ACTIVITY:
Reading the records below, find how many lines include the word "self" and give that number alone.

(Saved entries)
[Start of section]

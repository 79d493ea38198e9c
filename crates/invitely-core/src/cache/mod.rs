//! Local caching of non-sensitive display data.
//!
//! Only the signed-in user's profile summary is cached, as JSON in the
//! cache directory, so a restarted client can greet the user before the
//! session is confirmed. Credentials are never cached.

pub mod profile;

pub use profile::{CachedData, ProfileCache};
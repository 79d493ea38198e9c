use std::fmt;

use serde::{Deserialize, Serialize};

/// Display-only summary of the signed-in user. Not sensitive; may be cached
/// on disk across restarts.
#[derive(Debug, Clone, PartialEq, Eq, Serialize, Deserialize)]
#[cfg_attr(feature = "ts", derive(ts_rs::TS), ts(export))]
pub struct ProfileSummary {
    #[serde(alias = "_id")]
    pub id: String,
    #[serde(default)]
    pub name: String,
    #[serde(default)]
    pub email: String,
}

impl ProfileSummary {
    /// Name if the account has one, otherwise the email address.
    pub fn display_name(&self) -> &str {
        if self.name.trim().is_empty() {
            &self.email
        } else {
            &self.name
        }
    }
}

/// Sign-up form. `Debug` leaves the password out.
#[derive(Clone, Serialize, Deserialize)]
#[cfg_attr(feature = "ts", derive(ts_rs::TS), ts(export))]
pub struct Registration {
    pub name: String,
    pub email: String,
    pub password: String,
}

impl fmt::Debug for Registration {
    fn fmt(&self, f: &mut fmt::Formatter<'_>) -> fmt::Result {
        f.debug_struct("Registration")
            .field("name", &self.name)
            .field("email", &self.email)
            .finish_non_exhaustive()
    }
}

#[derive(Serialize)]
pub struct LoginRequest<'a> {
    pub email: &'a str,
    pub password: &'a str,
}

/// Body of a successful login, registration or refresh.
#[derive(Deserialize)]
pub struct AuthResponse {
    #[serde(rename = "accessToken", alias = "access_token", alias = "token")]
    pub access_token: String,
    #[serde(default)]
    pub user: Option<ProfileSummary>,
}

[End of section]

ANSWER BOX:
7